Club founder and president Heather Starbuck, a 19-year-old sophomore international affairs major, said she felt this obligation and decided to extend her personal project, Operation Lyhou, into a campus group.
Operation Lyhou aims to raise $13,000, which will be matched by the World Bank to build a school in rural Cambodia through American Assistance for Cambodia, an independent non-profit organization. After raising $4,000 toward her cause, Starbuck said she decided to expand the project into CU EducAid.
“I felt like I had had the success I was going to have as an individual,” Starbuck said. “I’d hit a road block. I really wanted to make a group with leadership and with other people actively participating because I think a lot of this is not just trying to raise money for a cause. It’s really just trying to get kids involved.”

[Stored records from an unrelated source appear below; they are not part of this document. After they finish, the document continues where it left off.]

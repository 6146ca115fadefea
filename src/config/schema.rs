//! Configuration schema definitions.
//!
//! All types derive Serde traits for deserialization from config files and
//! carry defaults so a minimal (or empty) config is valid.

use serde::{Deserialize, Serialize};

/// Root configuration for the dispatch core.
#[derive(Debug, Clone, Deserialize, Serialize, Default)]
#[serde(default)]
pub struct DispatchConfig {
    /// Load balancer strategy and tunables.
    pub balancer: BalancerConfig,

    /// Per-destination circuit breaker settings.
    pub breaker: BreakerConfig,

    /// Token bucket admission settings.
    pub rate_limit: RateLimitConfig,

    /// Outbound retry settings.
    pub retry: RetryConfig,
}

/// Load balancer configuration.
#[derive(Debug, Clone, Deserialize, Serialize)]
#[serde(default)]
pub struct BalancerConfig {
    /// Strategy name: `random`, `round_robin`, `consistent_hash`
    /// or `adaptive_weighted`.
    pub strategy: String,

    /// Virtual nodes per real address on the hash ring.
    pub virtual_nodes: usize,

    /// Bounded call-record window per address (adaptive strategy).
    pub window_size: usize,

    /// Lower bound on the adaptive learning rate.
    pub min_learning_rate: f64,

    /// Upper bound on the adaptive learning rate.
    pub max_learning_rate: f64,
}

impl Default for BalancerConfig {
    fn default() -> Self {
        Self {
            strategy: "consistent_hash".to_string(),
            virtual_nodes: 500,
            window_size: 100,
            min_learning_rate: 0.05,
            max_learning_rate: 0.5,
        }
    }
}

/// Circuit breaker configuration, shared by every breaker in a registry.
#[derive(Debug, Clone, Copy, Deserialize, Serialize)]
#[serde(default)]
pub struct BreakerConfig {
    /// Consecutive failures in CLOSED before the breaker opens.
    pub failure_threshold: u32,

    /// Success ratio in HALF_OPEN required to close again, in (0, 1].
    pub half_open_success_ratio: f64,

    /// How long an open breaker rejects before probing, in milliseconds.
    pub open_duration_ms: u64,
}

impl Default for BreakerConfig {
    fn default() -> Self {
        Self {
            failure_threshold: 5,
            half_open_success_ratio: 0.5,
            open_duration_ms: 10_000,
        }
    }
}

/// Token bucket configuration.
#[derive(Debug, Clone, Copy, Deserialize, Serialize)]
#[serde(default)]
pub struct RateLimitConfig {
    /// Refill rate in tokens per second.
    pub tokens_per_second: u32,

    /// Maximum tokens held (burst size).
    pub capacity: u32,
}

impl Default for RateLimitConfig {
    fn default() -> Self {
        Self {
            tokens_per_second: 10,
            capacity: 100,
        }
    }
}

/// Retry policy configuration.
#[derive(Debug, Clone, Copy, Deserialize, Serialize)]
#[serde(default)]
pub struct RetryConfig {
    /// Total attempts including the first call; must be at least 1.
    pub max_attempts: u32,

    /// Fixed wait between attempts, in milliseconds.
    pub backoff_ms: u64,
}

impl Default for RetryConfig {
    fn default() -> Self {
        Self {
            max_attempts: 3,
            backoff_ms: 100,
        }
    }
}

In order to do this, Starbuck affiliated CU EducAid with the International Affairs Department and got an adviser for the group, Professor Thomas Zeiler. Zeiler is also the director of the Global Studies Residential Academic Program, or GRAP.
Zeiler said he is passionate about the service component of CU EducAid.
“It fits into my goal of enhancing the service side of the education experience for students,” Zeiler said. “I think it’s very important for students to spend part of their time in college giving back, or at least learning about service.”
Starbuck said she wants CU students to have the same empowering experience she had when she volunteered at a Cambodian school in 2008.
“I hope that we’re gonna be able to raise the money and eventually get kids out there to see how much it makes an impact, just like I did,” Starbuck said. “I want students to experience that they can make a huge impact, even just as 19, 20 and 21-year-olds.”
Charlie Wasson, a 20-year-old junior international affairs major, said that’s what drew him to the club’s first meetings.
“I want to leave college not just thinking I got an education, but that I had a lasting impact with an organization that made a difference,” Wasson said.
The club’s first two meetings have focused on educating new members about the global education crisis and the Cambodia project itself.
“The meetings themselves help with cross-cultural awareness because of what we discuss,” Wasson said. “Here, you get to discuss and hear what other people think, their different perspectives and views.”
Starbuck said the cross-cultural element of this project calls for awareness and sensitivity.
“By learning about these different places and how education effects them, we’re also learning about their culture,” Starbuck said. “We’re working with a lot of diverse cultural attitudes; you have to go about it sensitively.”